* **PROBLEM REQUIREMENTS**
Your answer should show every line of the material below that includes "audio".

* **LISTED ENTRIES**
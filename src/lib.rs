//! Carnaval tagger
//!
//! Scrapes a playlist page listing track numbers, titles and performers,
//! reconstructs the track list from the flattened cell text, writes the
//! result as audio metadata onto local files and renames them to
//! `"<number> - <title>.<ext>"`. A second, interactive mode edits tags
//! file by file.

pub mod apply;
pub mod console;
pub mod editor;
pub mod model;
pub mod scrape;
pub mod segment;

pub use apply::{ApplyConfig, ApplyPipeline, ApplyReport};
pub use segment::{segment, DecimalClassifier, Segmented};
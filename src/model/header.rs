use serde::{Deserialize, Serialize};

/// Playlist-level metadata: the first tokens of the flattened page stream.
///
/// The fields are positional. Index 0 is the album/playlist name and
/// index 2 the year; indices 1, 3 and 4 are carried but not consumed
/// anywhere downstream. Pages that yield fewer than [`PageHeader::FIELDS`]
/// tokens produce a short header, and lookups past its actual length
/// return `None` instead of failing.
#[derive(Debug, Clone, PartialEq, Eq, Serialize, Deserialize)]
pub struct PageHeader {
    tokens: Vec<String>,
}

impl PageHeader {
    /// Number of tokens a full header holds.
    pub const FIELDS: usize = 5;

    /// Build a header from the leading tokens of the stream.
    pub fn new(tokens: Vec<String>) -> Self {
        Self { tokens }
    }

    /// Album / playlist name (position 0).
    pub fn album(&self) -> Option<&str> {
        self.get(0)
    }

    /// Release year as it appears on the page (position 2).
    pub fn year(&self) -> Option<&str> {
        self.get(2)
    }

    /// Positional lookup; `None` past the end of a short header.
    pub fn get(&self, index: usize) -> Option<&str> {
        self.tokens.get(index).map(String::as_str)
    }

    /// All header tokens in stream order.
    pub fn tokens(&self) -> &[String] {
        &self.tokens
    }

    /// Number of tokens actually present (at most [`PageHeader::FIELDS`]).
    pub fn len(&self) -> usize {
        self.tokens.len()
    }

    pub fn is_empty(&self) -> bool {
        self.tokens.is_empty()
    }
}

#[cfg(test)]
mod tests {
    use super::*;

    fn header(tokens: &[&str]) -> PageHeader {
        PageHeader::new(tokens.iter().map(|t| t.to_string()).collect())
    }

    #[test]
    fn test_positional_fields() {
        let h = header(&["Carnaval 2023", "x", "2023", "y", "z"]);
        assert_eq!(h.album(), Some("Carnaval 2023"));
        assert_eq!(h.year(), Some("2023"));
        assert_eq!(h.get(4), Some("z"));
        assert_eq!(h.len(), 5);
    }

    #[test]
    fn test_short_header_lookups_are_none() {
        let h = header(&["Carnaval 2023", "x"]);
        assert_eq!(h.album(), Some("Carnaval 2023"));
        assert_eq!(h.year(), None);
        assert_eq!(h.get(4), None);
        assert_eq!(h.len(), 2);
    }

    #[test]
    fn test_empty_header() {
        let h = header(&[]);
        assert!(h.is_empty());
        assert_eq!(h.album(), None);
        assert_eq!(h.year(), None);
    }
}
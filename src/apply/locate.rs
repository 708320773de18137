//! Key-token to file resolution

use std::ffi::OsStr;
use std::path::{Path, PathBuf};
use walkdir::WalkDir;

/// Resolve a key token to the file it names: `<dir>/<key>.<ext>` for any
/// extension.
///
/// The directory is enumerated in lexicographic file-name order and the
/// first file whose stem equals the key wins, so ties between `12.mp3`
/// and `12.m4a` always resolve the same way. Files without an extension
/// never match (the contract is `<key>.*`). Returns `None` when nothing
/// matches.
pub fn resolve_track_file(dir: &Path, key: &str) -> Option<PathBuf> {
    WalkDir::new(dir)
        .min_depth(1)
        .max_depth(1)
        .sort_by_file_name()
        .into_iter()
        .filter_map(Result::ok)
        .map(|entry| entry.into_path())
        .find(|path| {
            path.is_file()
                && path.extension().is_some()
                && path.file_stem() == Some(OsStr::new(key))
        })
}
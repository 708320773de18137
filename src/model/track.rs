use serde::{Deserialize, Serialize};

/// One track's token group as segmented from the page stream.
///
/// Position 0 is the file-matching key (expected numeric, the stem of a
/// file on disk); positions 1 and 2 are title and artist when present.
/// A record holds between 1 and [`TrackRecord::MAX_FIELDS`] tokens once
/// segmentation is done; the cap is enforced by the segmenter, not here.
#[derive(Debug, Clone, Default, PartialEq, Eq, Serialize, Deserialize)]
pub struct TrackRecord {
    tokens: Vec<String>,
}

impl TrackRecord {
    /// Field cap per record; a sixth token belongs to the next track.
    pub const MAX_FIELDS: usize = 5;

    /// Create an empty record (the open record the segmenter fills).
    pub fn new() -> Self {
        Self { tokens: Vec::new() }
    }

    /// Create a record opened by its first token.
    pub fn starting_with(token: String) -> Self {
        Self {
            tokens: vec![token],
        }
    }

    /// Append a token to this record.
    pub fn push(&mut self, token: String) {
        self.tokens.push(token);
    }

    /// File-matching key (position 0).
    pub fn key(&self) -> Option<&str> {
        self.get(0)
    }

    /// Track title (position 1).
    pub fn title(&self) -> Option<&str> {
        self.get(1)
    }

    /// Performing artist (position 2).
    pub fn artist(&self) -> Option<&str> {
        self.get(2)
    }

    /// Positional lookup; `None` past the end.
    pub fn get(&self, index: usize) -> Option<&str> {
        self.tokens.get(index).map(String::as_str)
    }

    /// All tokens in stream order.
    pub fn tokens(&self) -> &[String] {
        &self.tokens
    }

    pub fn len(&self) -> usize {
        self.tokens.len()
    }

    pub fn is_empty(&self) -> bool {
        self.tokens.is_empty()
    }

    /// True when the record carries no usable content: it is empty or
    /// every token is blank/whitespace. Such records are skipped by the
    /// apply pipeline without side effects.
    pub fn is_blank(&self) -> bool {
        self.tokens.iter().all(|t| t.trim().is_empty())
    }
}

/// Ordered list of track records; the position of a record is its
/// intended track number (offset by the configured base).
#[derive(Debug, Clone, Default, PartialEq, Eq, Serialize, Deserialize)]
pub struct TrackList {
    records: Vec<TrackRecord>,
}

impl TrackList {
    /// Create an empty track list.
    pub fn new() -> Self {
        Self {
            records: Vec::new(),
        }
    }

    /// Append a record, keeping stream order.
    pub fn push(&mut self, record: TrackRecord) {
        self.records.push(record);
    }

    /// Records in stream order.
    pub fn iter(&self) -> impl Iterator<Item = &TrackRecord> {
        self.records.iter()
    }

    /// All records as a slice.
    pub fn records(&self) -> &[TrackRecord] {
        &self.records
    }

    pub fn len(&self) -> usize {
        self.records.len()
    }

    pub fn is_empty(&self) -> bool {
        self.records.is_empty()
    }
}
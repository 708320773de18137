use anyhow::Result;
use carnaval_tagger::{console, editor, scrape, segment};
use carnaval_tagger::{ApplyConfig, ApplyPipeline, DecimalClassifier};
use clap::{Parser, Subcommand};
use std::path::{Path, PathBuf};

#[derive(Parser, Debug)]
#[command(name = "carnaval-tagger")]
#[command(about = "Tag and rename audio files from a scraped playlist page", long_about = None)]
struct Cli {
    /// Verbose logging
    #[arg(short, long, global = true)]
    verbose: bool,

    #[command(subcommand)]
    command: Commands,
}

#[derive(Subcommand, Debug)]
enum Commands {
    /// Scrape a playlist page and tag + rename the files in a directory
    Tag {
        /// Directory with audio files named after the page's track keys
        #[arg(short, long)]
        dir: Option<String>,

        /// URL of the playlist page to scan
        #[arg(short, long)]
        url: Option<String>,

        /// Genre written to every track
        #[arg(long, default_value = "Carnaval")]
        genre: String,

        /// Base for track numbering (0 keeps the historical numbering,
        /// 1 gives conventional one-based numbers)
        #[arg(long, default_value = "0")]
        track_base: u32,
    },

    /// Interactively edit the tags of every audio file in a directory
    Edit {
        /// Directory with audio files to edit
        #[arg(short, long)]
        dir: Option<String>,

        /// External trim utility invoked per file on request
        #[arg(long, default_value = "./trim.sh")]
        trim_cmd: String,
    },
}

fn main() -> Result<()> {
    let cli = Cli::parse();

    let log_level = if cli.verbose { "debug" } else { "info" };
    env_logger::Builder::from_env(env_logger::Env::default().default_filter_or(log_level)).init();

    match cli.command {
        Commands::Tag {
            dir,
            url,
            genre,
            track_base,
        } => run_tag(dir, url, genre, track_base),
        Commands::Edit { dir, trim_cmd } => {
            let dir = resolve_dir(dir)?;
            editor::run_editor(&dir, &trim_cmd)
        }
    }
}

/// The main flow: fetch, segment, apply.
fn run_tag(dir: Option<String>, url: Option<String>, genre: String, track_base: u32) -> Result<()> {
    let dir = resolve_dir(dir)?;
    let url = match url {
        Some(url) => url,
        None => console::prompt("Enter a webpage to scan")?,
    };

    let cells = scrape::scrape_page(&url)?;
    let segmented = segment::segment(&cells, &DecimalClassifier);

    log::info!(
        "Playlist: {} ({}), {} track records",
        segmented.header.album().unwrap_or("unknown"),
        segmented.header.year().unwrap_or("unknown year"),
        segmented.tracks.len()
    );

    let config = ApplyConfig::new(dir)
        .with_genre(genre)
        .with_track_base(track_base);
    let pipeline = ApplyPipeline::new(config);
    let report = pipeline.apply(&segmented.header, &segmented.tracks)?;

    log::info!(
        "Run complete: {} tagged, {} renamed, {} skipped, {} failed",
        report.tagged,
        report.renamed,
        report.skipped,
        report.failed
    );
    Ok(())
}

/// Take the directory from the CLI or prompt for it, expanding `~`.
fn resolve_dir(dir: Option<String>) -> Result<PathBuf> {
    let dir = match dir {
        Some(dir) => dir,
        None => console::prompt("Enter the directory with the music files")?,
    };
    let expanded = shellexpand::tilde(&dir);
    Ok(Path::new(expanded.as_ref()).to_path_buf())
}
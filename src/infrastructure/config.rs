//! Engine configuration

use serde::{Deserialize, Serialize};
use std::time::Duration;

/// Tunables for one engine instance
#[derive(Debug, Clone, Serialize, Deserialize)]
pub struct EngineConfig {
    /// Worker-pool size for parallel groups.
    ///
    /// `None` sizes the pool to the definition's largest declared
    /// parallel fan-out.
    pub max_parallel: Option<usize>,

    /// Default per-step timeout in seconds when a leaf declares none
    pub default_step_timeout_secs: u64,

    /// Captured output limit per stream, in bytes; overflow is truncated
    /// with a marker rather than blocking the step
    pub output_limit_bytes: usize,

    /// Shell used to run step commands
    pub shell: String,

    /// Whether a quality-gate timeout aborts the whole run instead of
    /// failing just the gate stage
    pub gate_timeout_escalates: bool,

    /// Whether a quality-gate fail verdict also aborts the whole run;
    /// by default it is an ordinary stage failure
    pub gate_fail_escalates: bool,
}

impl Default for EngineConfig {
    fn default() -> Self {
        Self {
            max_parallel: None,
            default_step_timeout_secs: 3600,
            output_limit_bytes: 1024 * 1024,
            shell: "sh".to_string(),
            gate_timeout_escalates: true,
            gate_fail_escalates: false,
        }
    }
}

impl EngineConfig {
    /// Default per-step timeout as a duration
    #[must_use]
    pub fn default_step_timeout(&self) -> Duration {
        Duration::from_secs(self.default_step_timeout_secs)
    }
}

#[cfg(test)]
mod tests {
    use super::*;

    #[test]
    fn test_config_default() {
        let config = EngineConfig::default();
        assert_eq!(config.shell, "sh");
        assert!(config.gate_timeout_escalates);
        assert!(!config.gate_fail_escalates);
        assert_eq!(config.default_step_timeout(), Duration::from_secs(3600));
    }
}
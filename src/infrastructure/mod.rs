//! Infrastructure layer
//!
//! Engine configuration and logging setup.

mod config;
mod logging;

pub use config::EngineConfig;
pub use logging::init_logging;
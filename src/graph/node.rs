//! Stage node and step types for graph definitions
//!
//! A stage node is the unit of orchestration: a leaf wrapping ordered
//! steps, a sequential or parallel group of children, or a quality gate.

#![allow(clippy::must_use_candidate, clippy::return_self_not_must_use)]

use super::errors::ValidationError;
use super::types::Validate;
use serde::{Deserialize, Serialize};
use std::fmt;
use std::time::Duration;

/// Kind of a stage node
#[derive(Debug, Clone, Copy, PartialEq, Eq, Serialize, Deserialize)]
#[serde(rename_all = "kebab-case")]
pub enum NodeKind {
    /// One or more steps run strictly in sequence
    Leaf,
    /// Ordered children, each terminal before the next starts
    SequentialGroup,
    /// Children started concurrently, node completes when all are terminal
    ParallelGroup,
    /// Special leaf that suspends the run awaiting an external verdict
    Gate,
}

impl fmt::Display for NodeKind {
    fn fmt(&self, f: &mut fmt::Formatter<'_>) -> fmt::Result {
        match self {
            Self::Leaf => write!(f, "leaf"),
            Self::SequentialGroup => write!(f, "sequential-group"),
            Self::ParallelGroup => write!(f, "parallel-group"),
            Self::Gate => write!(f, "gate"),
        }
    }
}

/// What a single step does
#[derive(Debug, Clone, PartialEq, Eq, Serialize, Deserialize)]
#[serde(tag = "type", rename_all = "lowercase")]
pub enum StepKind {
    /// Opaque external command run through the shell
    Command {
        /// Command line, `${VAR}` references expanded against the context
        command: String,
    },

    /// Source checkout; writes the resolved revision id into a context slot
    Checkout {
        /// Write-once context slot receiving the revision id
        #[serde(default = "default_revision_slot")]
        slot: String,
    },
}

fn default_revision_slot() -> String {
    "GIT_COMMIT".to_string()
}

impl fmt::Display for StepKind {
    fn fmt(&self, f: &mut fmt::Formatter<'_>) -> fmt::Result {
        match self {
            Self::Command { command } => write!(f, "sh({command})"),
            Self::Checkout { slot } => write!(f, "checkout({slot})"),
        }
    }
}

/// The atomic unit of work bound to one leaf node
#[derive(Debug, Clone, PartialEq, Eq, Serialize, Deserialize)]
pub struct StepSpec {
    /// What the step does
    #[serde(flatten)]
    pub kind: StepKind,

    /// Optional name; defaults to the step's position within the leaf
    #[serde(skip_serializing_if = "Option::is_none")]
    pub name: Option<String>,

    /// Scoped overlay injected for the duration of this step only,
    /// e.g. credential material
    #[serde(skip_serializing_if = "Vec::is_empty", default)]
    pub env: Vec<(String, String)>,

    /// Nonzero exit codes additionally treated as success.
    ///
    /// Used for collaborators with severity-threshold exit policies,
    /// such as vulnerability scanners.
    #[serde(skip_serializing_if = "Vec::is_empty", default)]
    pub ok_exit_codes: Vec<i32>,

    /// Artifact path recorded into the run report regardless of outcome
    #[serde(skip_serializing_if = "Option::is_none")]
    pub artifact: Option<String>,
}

* **RESPONSE**
//! result as audio metadata onto local files and renames them to
#[command(about = "Tag and rename audio files from a scraped playlist page", long_about = None)]
        /// Directory with audio files named after the page's track keys
    /// Interactively edit the tags of every audio file in a directory
        /// Directory with audio files to edit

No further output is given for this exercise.